Embora o ativismo de Moraes incomode os críticos, ele evidencia a desconfiança em relação a outras instituições nacionais. Legisladores federais têm hesitado sobre um projeto de lei para conter fake news e o chamado "gabinete do ódio", uma fábrica de discurso rancoroso,  alegadamente supervisionada pelo segundo filho de Bolsonaro, Carlos. Em vez de investigar alegações de difamação digital, incitação à violência e conteúdo malicioso, o procurador-geral da República fez vista grossa

A inércia oficial forçou a mão do STF, que se precipitou em algumas oportunidades. Parte do problema é a missão impossível do órgão, que serve simultaneamente como tribunal constitucional, tribunal de última instância do país e tribunal de primeira instância para autoridades  eleitas que gozam da imunidade processual em tribunais inferiores.

O resultado é uma lista anual de dezenas de milhares de casos, conferindo poderes desproporcionais aos 11 ministros, cada palavra da qual é divulgada, examinada e atacada online e offline. O Congresso encoraja o excesso judicial, recorrendo rotineiramente das derrotas legislativas para o mais alto tribunal. Esses processos são onerosos. De fato, o Brasil tem o judiciário mais caro do mundo em termos de paridade de poder de compra.

No entanto, seria enganoso reduzir a resposta do Brasil à desinformação  apenas a um vingador togado. A criação da nova procuradoria faz parte de um esforço contínuo do judiciário e de grupos da sociedade civil para remover fake news, conspirações e discursos de ódio das plataformas de mídia social.

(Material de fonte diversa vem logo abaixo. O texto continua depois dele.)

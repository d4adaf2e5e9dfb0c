use crate::config::types::Config;
use crate::config::validation::{parse_port, validate};
use crate::ConfigResult;
use sha2::{Digest, Sha256};
use std::path::Path;

/// Environment variable that overrides the listen port
pub const PORT_ENV_VAR: &str = "PORT";

/// Loads and parses a configuration file from the given path
///
/// # Arguments
///
/// * `path` - Path to the TOML configuration file
///
/// # Returns
///
/// * `Ok(Config)` - Successfully loaded and validated configuration
/// * `Err(ConfigError)` - Failed to load, parse, or validate the configuration
///
/// # Example
///
/// ```no_run
/// use std::path::Path;
/// use seo_analyzer::config::load_config;
///
/// let config = load_config(Path::new("seo-analyzer.toml")).unwrap();
/// println!("Port: {}", config.server.port);
/// ```
pub fn load_config(path: &Path) -> ConfigResult<Config> {
    let content = std::fs::read_to_string(path)?;
    let config: Config = toml::from_str(&content)?;
    validate(&config)?;
    Ok(config)
}

/// Computes a SHA-256 hash of the configuration file content
///
/// Logged at startup so a deployment can confirm which configuration is live.
///
/// # Returns
///
/// * `Ok(String)` - Hex-encoded SHA-256 hash of the file content
/// * `Err(ConfigError)` - Failed to read the file
pub fn compute_config_hash(path: &Path) -> ConfigResult<String> {
    let content = std::fs::read_to_string(path)?;
    let mut hasher = Sha256::new();
    hasher.update(content.as_bytes());
    let result = hasher.finalize();
    Ok(hex::encode(result))
}

/// Loads a configuration and returns both the config and its hash
pub fn load_config_with_hash(path: &Path) -> ConfigResult<(Config, String)> {
    let config = load_config(path)?;
    let hash = compute_config_hash(path)?;
    Ok((config, hash))
}

/// Applies a `PORT` value on top of a loaded configuration
///
/// `None` leaves the configuration untouched.
pub fn apply_port_override(config: &mut Config, port: Option<&str>) -> ConfigResult<()> {
    if let Some(value) = port {
        config.server.port = parse_port(value)?;
    }
    Ok(())
}

/// Resolves the runtime configuration
///
/// Reads the TOML file when a path is given (defaults otherwise), then applies
/// the `PORT` environment variable.
///
/// # Returns
///
/// * `Ok((Config, Option<String>))` - The configuration and, if a file was
///   read, its hash
/// * `Err(ConfigError)` - The file or the environment override was invalid
pub fn load_runtime_config(path: Option<&Path>) -> ConfigResult<(Config, Option<String>)> {
    let (mut config, hash) = match path {
        Some(path) => {
            let (config, hash) = load_config_with_hash(path)?;
            (config, Some(hash))
        }
        None => (Config::default(), None),
    };

    let port = std::env::var(PORT_ENV_VAR).ok();
    apply_port_override(&mut config, port.as_deref())?;

    Ok((config, hash))
}
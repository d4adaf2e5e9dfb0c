//! Configuration module for the SEO analyzer
//!
//! This module handles loading, parsing, and validating the optional TOML
//! configuration file, and applying the `PORT` environment override.
//! Fetch limits are fixed and live in [`crate::analyzer::FetchOptions`].
//!
//! # Example
//!
//! ```no_run
//! use seo_analyzer::config::load_config;
//! use std::path::Path;
//!
//! let config = load_config(Path::new("seo-analyzer.toml")).unwrap();
//! println!("Listening on port {}", config.server.port);
//! ```

mod parser;
mod types;
mod validation;

// Re-export types
pub use types::{Config, ServerConfig, UserAgentConfig};

// Re-export parser functions
pub use parser::{
    apply_port_override, compute_config_hash, load_config, load_config_with_hash,
    load_runtime_config, PORT_ENV_VAR,
};
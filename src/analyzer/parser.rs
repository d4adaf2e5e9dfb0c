//! HTML parser for extracting SEO signals
//!
//! This module handles parsing HTML content to extract:
//! - Page title and meta description
//! - H1 heading count
//! - Image counts and missing alt text
//! - Internal link count

use crate::url::is_internal_link;
use scraper::{ElementRef, Html, Selector};
use serde::Serialize;
use url::Url;

/// SEO signals extracted from one page
#[derive(Debug, Clone, Default, PartialEq, Eq, Serialize)]
#[serde(rename_all = "camelCase")]
pub struct SeoSignals {
    /// Trimmed text of the first `<title>`
    pub title: Option<String>,

    /// `content` of the first `<meta name="description">`
    pub meta_description: Option<String>,

    /// Number of `<h1>` elements
    pub h1_count: usize,

    /// Number of `<img>` elements
    pub total_images: usize,

    /// Number of `<img>` elements without usable alt text
    pub images_missing_alt: usize,

    /// Number of `<a href>` elements pointing at the same host
    pub total_internal_links: usize,

    /// Whether the page was requested over HTTPS
    pub uses_https: bool,
}

/// Parses HTML content and extracts SEO signals
///
/// Never fails: malformed markup is parsed leniently and missing elements
/// yield `None` or zero.
///
/// # Arguments
///
/// * `html` - The HTML content to parse
/// * `source_url` - The URL the content was fetched from
///
/// # Example
///
/// ```
/// use seo_analyzer::analyzer::extract_signals;
/// use url::Url;
///
/// let html = r#"<html><head><title>Test</title></head><body><h1>Hi</h1></body></html>"#;
/// let source = Url::parse("https://example.com/").unwrap();
/// let signals = extract_signals(html, &source);
/// assert_eq!(signals.title, Some("Test".to_string()));
/// assert_eq!(signals.h1_count, 1);
/// assert!(signals.uses_https);
/// ```
pub fn extract_signals(html: &str, source_url: &Url) -> SeoSignals {
    let document = Html::parse_document(html);

    let images: Vec<ElementRef> = select_all(&document, "img");
    let images_missing_alt = images
        .iter()
        .filter(|img| {
            img.value()
                .attr("alt")
                .map_or(true, |alt| alt.trim().is_empty())
        })
        .count();

    SeoSignals {
        title: extract_title(&document),
        meta_description: extract_meta_description(&document),
        h1_count: select_all(&document, "h1").len(),
        total_images: images.len(),
        images_missing_alt,
        total_internal_links: count_internal_links(&document, source_url),
        uses_https: source_url.scheme() == "https",
    }
}

/// Collects every element matching a static selector
fn select_all<'a>(document: &'a Html, selector: &str) -> Vec<ElementRef<'a>> {
    match Selector::parse(selector) {
        Ok(selector) => document.select(&selector).collect(),
        Err(_) => Vec::new(),
    }
}

/// Extracts the page title from the HTML document
fn extract_title(document: &Html) -> Option<String> {
    let title_selector = Selector::parse("title").ok()?;

    document
        .select(&title_selector)
        .next()
        .map(|element| element.text().collect::<String>().trim().to_string())
        .filter(|s| !s.is_empty())
}

/// Extracts the first meta description, matching `name` case-insensitively
fn extract_meta_description(document: &Html) -> Option<String> {
    let meta_selector = Selector::parse("meta[name]").ok()?;

    document
        .select(&meta_selector)
        .find(|element| {
            element
                .value()
                .attr("name")
                .is_some_and(|name| name.eq_ignore_ascii_case("description"))
        })
        .and_then(|element| element.value().attr("content"))
        .filter(|content| !content.is_empty())
        .map(str::to_string)
}

/// Counts `<a href>` elements that are internal to `source_url`
fn count_internal_links(document: &Html, source_url: &Url) -> usize {
    select_all(document, "a[href]")
        .into_iter()
        .filter_map(|element| element.value().attr("href"))
        .filter(|href| is_internal_link(href, source_url))
        .count()
}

Uma nova Secretaria de políticas digitais, vinculada ao Ministério da Justiça, também entrará na luta.

No ano passado, o Conselho Nacional de Justiça e o STF, juntamente com mais de uma dezena de órgãos e organizações, lançaram um painel multissetorial para conscientizar a população sobre os riscos de produzir e compartilhar desinformação. A campanha #fakenewsnao atingiu dezenas de milhões de pessoas. Enquanto isso, o mais alto tribunal eleitoral do país assinou acordos com grandes empresas de mídia social para reprimir a desinformação e criar um observatório liderado pela sociedade civil para monitorar e relatar conteúdo nocivo online.

Os dissidentes de extrema-direita incluem o deputado federal e herdeiro de Bolsonaro Eduardo, bem como muitos membros de partidos fora da bolha de Bolsonaro, como os deputado federais Kim Kataguiri do liberal-conservador União Brasil, Lucas Redecker do PSDB e Adriana Ventura, do libertário Novo. A principal preocupação deles é o risco de o governo Lula criar um sistema de vigilância estilo Big Brother para espionar adversários e cercear a liberdade de expressão, além de confundir opinião com incitação ao crime.

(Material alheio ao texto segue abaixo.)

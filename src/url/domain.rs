use url::Url;

/// Hrefs with these prefixes are internal without resolution
const RELATIVE_PREFIXES: &[&str] = &["/", "./", "../"];

/// Extracts the hostname from a URL
///
/// The port is not part of the hostname. Hosts of special schemes are already
/// lowercased by the parser, so two URLs naming the same host compare equal.
///
/// # Arguments
///
/// * `url` - The URL to extract the hostname from
///
/// # Returns
///
/// * `Some(&str)` - The hostname
/// * `None` - If the URL has no host (e.g. `mailto:` or `data:` URLs)
///
/// # Examples
///
/// ```
/// use url::Url;
/// use seo_analyzer::url::extract_domain;
///
/// let url = Url::parse("https://EXAMPLE.COM:8080/path").unwrap();
/// assert_eq!(extract_domain(&url), Some("example.com"));
///
/// let url = Url::parse("mailto:someone@example.com").unwrap();
/// assert_eq!(extract_domain(&url), None);
/// ```
pub fn extract_domain(url: &Url) -> Option<&str> {
    url.host_str()
}

/// Decides whether an anchor's href points at the analyzed page's host
///
/// # Rules
///
/// 1. An href starting with `/`, `./` or `../` is internal as-is
/// 2. Otherwise the href is resolved against `source`; it is internal when the
///    resolved hostname equals the source hostname
/// 3. An href that fails to resolve is not internal
///
/// # Examples
///
/// ```
/// use url::Url;
/// use seo_analyzer::url::is_internal_link;
///
/// let source = Url::parse("https://example.com/blog/").unwrap();
/// assert!(is_internal_link("/about", &source));
/// assert!(is_internal_link("post-1", &source));
/// assert!(is_internal_link("https://example.com/contact", &source));
/// assert!(!is_internal_link("https://other.com/", &source));
/// ```
pub fn is_internal_link(href: &str, source: &Url) -> bool {
    if RELATIVE_PREFIXES
        .iter()
        .any(|prefix| href.starts_with(prefix))
    {
        return true;
    }

    match source.join(href) {
        Ok(resolved) => match (extract_domain(&resolved), extract_domain(source)) {
            (Some(link_host), Some(source_host)) => link_host == source_host,
            _ => false,
        },
        Err(_) => false,
    }
}
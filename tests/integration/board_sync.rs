// Test-specific lint overrides: integration tests use unwrap/expect freely,
// and some pedantic/nursery lints are not appropriate for test code.
#![allow(
    clippy::unwrap_used,
    clippy::expect_used,
    clippy::doc_markdown,
    clippy::future_not_send,
    clippy::missing_panics_doc,
    clippy::missing_errors_doc
)]

//! Integration tests: two clients on one board converge through the hub.
//!
//! Every client talks to a real in-process hub over WebSocket and HTTP.
//! Mutations go through the REST API and come back to every client as
//! events; the test only asserts on what the clients' stores end up
//! holding.

use std::sync::Arc;
use std::time::Duration;

use syncboard::api::RestClient;
use syncboard::client::BoardClient;
use syncboard::config::ClientConfig;
use syncboard::connection::ConnectionStatus;
use syncboard::transport::websocket::WsConnector;
use syncboard_hub::server::{self, HubState};
use syncboard_hub::store::demo_board;
use syncboard_proto::model::{ColumnId, TaskId, TaskPatch, UserId};
use syncboard_proto::order::DropTarget;

type Client = BoardClient<WsConnector, RestClient>;

const WAIT: Duration = Duration::from_secs(5);

// =============================================================================
// Helpers
// =============================================================================

async fn start_hub() -> (String, Arc<HubState>) {
    let state = Arc::new(HubState::new());
    state.boards.insert(demo_board()).await;
    let (addr, _handle) = server::start_server_with_state("127.0.0.1:0", Arc::clone(&state))
        .await
        .expect("hub starts");
    (addr.to_string(), state)
}

fn client(addr: &str, user: &str) -> Client {
    let config = ClientConfig {
        ws_url: format!("ws://{addr}"),
        api_url: format!("http://{addr}"),
        user_id: Some(UserId::new(user)),
        ..ClientConfig::default()
    };
    BoardClient::from_config(&config).expect("client builds")
}

/// Polls `check` until it holds or `WAIT` elapses.
async fn eventually(what: &str, mut check: impl FnMut() -> bool) {
    let deadline = tokio::time::Instant::now() + WAIT;
    while !check() {
        assert!(
            tokio::time::Instant::now() < deadline,
            "timed out waiting for {what}"
        );
        tokio::time::sleep(Duration::from_millis(10)).await;
    }
}

async fn open(client: &Client) {
    client.open_board("demo".into()).await.expect("connects");
    eventually("board snapshot", || client.store().board().is_some()).await;
}

fn task_order(client: &Client, column: &str) -> Vec<String> {
    client
        .store()
        .column(&ColumnId::new(column))
        .map(|c| c.tasks.iter().map(|t| t.id.to_string()).collect())
        .unwrap_or_default()
}

// =============================================================================
// Tests
// =============================================================================

#[tokio::test]
async fn snapshot_populates_store() {
    let (addr, _state) = start_hub().await;
    let alice = client(&addr, "alice");
    open(&alice).await;

    assert_eq!(alice.status(), ConnectionStatus::Connected);
    let board = alice.store().board().unwrap();
    assert_eq!(board.columns.len(), 3);
    assert!(board.is_dense());
    assert_eq!(task_order(&alice, "todo"), ["task-1", "task-2"]);
}

#[tokio::test]
async fn move_by_one_client_reaches_the_other() {
    let (addr, state) = start_hub().await;
    let alice = client(&addr, "alice");
    let bob = client(&addr, "bob");
    open(&alice).await;
    open(&bob).await;

    let outcome = alice
        .actions()
        .move_task(&"task-1".into(), &"doing".into(), 0)
        .await
        .unwrap();
    assert!(outcome.is_applied());
    assert_eq!(task_order(&alice, "doing"), ["task-1", "task-3"]);

    eventually("bob sees the move", || {
        task_order(&bob, "doing") == ["task-1", "task-3"]
    })
    .await;
    assert_eq!(task_order(&bob, "todo"), ["task-2"]);
    assert!(bob.store().board().unwrap().is_dense());

    eventually("alice's move is confirmed", || {
        alice.store().pending_ops().is_empty()
    })
    .await;
    let hub_board = state.boards.get(&"demo".into()).await.unwrap();
    assert_eq!(alice.store().board().unwrap().columns, hub_board.columns);
}

#[tokio::test]
async fn drop_onto_sibling_takes_its_slot() {
    let (addr, _state) = start_hub().await;
    let alice = client(&addr, "alice");
    let bob = client(&addr, "bob");
    open(&alice).await;
    open(&bob).await;

    let target = TaskId::new("task-1");
    alice
        .actions()
        .drop_task(&"task-2".into(), &"todo".into(), DropTarget::Sibling(&target))
        .await
        .unwrap();
    assert_eq!(task_order(&alice, "todo"), ["task-2", "task-1"]);

    eventually("bob sees the reorder", || {
        task_order(&bob, "todo") == ["task-2", "task-1"]
    })
    .await;
}

#[tokio::test]
async fn column_reorder_converges() {
    let (addr, _state) = start_hub().await;
    let alice = client(&addr, "alice");
    let bob = client(&addr, "bob");
    open(&alice).await;
    open(&bob).await;

    bob.actions()
        .move_column(&"done".into(), 0)
        .await
        .unwrap();

    eventually("alice sees the column move", || {
        alice
            .store()
            .board()
            .is_some_and(|b| b.columns[0].id.as_str() == "done")
    })
    .await;
    let board = alice.store().board().unwrap();
    let positions: Vec<u32> = board.columns.iter().map(|c| c.position).collect();
    assert_eq!(positions, [0, 1, 2]);
}

#[tokio::test]
async fn creates_updates_and_deletes_propagate() {
    let (addr, _state) = start_hub().await;
    let alice = client(&addr, "alice");
    let bob = client(&addr, "bob");
    open(&alice).await;
    open(&bob).await;

    let task = alice
        .actions()
        .create_task(&"done".into(), "Write release notes", None)
        .await
        .unwrap();
    eventually("bob sees the new task", || bob.store().task(&task.id).is_some()).await;

    bob.actions()
        .update_task(
            &task.id,
            TaskPatch {
                title: Some("Write the release notes".into()),
                ..TaskPatch::default()
            },
        )
        .await
        .unwrap();
    eventually("alice sees the new title", || {
        alice
            .store()
            .task(&task.id)
            .is_some_and(|t| t.title == "Write the release notes")
    })
    .await;

    alice.actions().delete_task(&task.id).await.unwrap();
    eventually("bob sees the delete", || bob.store().task(&task.id).is_none()).await;

    let column = bob
        .actions()
        .create_column("Review", Some("#f59e0b".into()))
        .await
        .unwrap()
        .unwrap();
    eventually("alice sees the new column", || {
        alice.store().column(&column.id).is_some()
    })
    .await;
    assert_eq!(alice.store().column(&column.id).unwrap().position, 3);
}

#[tokio::test]
async fn presence_and_cursors_flow_between_clients() {
    let (addr, _state) = start_hub().await;
    let alice = client(&addr, "alice");
    let bob = client(&addr, "bob");
    open(&alice).await;
    open(&bob).await;

    eventually("alice sees bob", || alice.presence().users.len() == 1).await;
    eventually("bob sees alice", || bob.presence().users.len() == 1).await;

    assert!(alice.move_cursor(120.0, 48.5));
    eventually("bob sees alice's cursor", || {
        bob.presence()
            .cursors
            .get(&UserId::new("alice"))
            .is_some_and(|c| (c.x - 120.0).abs() < f64::EPSILON)
    })
    .await;

    alice.close();
    eventually("bob sees alice leave", || bob.presence().is_empty()).await;
}

#[tokio::test]
async fn rest_resync_matches_live_state() {
    let (addr, _state) = start_hub().await;
    let alice = client(&addr, "alice");
    open(&alice).await;
    alice
        .actions()
        .move_task(&"task-4".into(), &"todo".into(), 0)
        .await
        .unwrap();

    let live = alice.store().board().unwrap();
    alice.resync(&"demo".into()).await.unwrap();
    assert_eq!(alice.store().board().unwrap().columns, live.columns);
    assert!(alice.store().pending_ops().is_empty());
}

No Brasil, o debate sobre como regular os danos digitais está esquentando. Com vários dispositivos do decreto presidencial a serem regulamentados, a AGU deve cumprir a promessa de impedir que a vigilância se transforme em censura. Ao mesmo tempo, políticos e influenciadores que transformaram fake news, conspirações e discursos de ódio em um nicho de negócios estão direcionando suas armas digitais para o novo órgão. De qualquer forma, enquanto legisladores e juízes brasileiros desbravam novos caminhos, os governos de todo o mundo estarão observando de perto.

Há muito em jogo – e não apenas no Brasil. Se instituições legadas estão perdendo credibilidade em todos os lugares, o mesmo acontece com a integridade das informações online. A confiança na internet caiu 18% no Brasil desde 2019, uma das quedas mais acentuadas entre os 20 países analisados ​​pelo New Institute, sediado na Alemanha. Talvez não seja nenhuma surpresa que os novos trapaceiros midiáticos  que dependem da via digital sem restrições para disseminar seu rancor pelo mundo possam se transformar em seus próprios piores inimigos.